Among the lines below, restate word for word only those from the line with "the new value." through the line with "let short = self.short.update(peak);", with both end lines kept.
━━━━━━━━━━
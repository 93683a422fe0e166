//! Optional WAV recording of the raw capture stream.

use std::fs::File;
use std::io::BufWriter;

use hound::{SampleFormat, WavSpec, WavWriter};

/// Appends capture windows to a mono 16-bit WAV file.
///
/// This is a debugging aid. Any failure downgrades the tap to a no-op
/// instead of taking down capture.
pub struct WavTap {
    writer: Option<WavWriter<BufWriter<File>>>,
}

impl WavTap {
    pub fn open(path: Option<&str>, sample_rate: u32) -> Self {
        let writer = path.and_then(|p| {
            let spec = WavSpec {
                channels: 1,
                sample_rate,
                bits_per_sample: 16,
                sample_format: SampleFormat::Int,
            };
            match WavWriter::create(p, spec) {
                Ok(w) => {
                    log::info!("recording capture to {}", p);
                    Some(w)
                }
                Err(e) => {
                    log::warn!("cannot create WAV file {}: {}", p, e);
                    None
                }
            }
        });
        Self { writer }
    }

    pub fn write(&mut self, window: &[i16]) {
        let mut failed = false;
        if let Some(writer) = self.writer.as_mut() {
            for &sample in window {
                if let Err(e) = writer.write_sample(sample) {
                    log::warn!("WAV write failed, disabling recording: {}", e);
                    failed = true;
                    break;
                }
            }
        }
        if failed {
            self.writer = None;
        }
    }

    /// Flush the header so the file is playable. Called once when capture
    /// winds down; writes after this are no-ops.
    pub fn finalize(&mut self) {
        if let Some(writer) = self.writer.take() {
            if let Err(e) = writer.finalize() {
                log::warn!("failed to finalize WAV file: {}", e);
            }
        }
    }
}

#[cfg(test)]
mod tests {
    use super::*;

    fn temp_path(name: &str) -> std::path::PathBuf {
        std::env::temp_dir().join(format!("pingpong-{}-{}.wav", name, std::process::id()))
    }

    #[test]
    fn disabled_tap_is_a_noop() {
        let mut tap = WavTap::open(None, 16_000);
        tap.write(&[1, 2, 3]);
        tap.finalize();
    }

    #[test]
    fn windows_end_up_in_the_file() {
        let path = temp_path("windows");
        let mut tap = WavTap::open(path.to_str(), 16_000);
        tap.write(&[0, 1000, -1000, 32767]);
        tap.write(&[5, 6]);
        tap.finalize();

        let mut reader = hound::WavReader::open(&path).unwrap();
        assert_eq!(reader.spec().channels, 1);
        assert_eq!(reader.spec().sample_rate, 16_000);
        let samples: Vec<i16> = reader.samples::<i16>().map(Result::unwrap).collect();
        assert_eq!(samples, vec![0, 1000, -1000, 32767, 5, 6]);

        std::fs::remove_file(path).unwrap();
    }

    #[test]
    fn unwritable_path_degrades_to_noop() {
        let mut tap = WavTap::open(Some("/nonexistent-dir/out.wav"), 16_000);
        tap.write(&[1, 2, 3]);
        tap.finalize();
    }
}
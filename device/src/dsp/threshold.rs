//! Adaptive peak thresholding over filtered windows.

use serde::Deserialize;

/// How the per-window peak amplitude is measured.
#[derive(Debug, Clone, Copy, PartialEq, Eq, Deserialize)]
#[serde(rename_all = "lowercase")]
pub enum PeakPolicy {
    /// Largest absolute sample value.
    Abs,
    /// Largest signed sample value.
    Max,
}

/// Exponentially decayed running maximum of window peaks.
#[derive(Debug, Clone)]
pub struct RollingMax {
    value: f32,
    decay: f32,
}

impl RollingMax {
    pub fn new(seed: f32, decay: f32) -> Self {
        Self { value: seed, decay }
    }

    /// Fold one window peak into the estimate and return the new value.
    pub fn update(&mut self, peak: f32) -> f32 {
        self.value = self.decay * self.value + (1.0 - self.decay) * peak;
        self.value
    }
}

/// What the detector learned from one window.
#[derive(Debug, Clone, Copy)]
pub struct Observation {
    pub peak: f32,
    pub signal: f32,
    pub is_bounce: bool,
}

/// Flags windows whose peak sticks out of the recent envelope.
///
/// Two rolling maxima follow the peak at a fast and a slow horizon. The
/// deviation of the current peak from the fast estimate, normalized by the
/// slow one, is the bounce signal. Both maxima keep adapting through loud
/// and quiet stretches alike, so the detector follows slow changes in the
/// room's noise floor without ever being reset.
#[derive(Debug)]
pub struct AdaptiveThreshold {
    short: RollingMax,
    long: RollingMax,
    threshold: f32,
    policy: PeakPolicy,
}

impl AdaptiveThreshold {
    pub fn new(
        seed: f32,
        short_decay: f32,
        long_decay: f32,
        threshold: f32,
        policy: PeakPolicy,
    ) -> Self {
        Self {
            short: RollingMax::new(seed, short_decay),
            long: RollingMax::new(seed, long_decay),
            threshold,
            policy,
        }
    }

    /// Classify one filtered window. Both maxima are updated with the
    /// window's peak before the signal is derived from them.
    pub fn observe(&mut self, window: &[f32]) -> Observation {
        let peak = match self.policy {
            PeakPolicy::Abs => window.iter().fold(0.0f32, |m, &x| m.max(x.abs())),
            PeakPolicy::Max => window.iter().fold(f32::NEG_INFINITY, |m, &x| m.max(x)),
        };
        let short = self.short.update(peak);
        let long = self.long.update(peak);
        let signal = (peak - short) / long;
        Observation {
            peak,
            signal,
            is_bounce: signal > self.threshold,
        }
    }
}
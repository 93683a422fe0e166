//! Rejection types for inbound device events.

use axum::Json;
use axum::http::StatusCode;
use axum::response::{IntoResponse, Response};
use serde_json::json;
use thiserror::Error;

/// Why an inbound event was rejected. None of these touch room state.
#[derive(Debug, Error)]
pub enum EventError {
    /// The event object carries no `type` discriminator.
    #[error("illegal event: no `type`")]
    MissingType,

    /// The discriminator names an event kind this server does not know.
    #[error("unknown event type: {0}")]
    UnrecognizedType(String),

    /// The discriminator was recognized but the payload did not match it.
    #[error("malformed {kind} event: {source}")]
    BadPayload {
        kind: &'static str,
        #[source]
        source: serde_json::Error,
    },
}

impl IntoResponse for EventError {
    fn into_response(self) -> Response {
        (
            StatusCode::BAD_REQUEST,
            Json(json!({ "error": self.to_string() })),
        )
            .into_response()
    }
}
━━━━━━━━━━
Solution to this exercise:
    /// Fold one window peak into the estimate and return the new value.
    pub fn update(&mut self, peak: f32) -> f32 {
        self.value = self.decay * self.value + (1.0 - self.decay) * peak;
        self.value
    }
}

/// What the detector learned from one window.
#[derive(Debug, Clone, Copy)]
pub struct Observation {
    pub peak: f32,
    pub signal: f32,
    pub is_bounce: bool,
}

/// Flags windows whose peak sticks out of the recent envelope.
///
/// Two rolling maxima follow the peak at a fast and a slow horizon. The
/// deviation of the current peak from the fast estimate, normalized by the
/// slow one, is the bounce signal. Both maxima keep adapting through loud
/// and quiet stretches alike, so the detector follows slow changes in the
/// room's noise floor without ever being reset.
#[derive(Debug)]
pub struct AdaptiveThreshold {
    short: RollingMax,
    long: RollingMax,
    threshold: f32,
    policy: PeakPolicy,
}

impl AdaptiveThreshold {
    pub fn new(
        seed: f32,
        short_decay: f32,
        long_decay: f32,
        threshold: f32,
        policy: PeakPolicy,
    ) -> Self {
        Self {
            short: RollingMax::new(seed, short_decay),
            long: RollingMax::new(seed, long_decay),
            threshold,
            policy,
        }
    }

    /// Classify one filtered window. Both maxima are updated with the
    /// window's peak before the signal is derived from them.
    pub fn observe(&mut self, window: &[f32]) -> Observation {
        let peak = match self.policy {
            PeakPolicy::Abs => window.iter().fold(0.0f32, |m, &x| m.max(x.abs())),
            PeakPolicy::Max => window.iter().fold(f32::NEG_INFINITY, |m, &x| m.max(x)),
        };
        let short = self.short.update(peak);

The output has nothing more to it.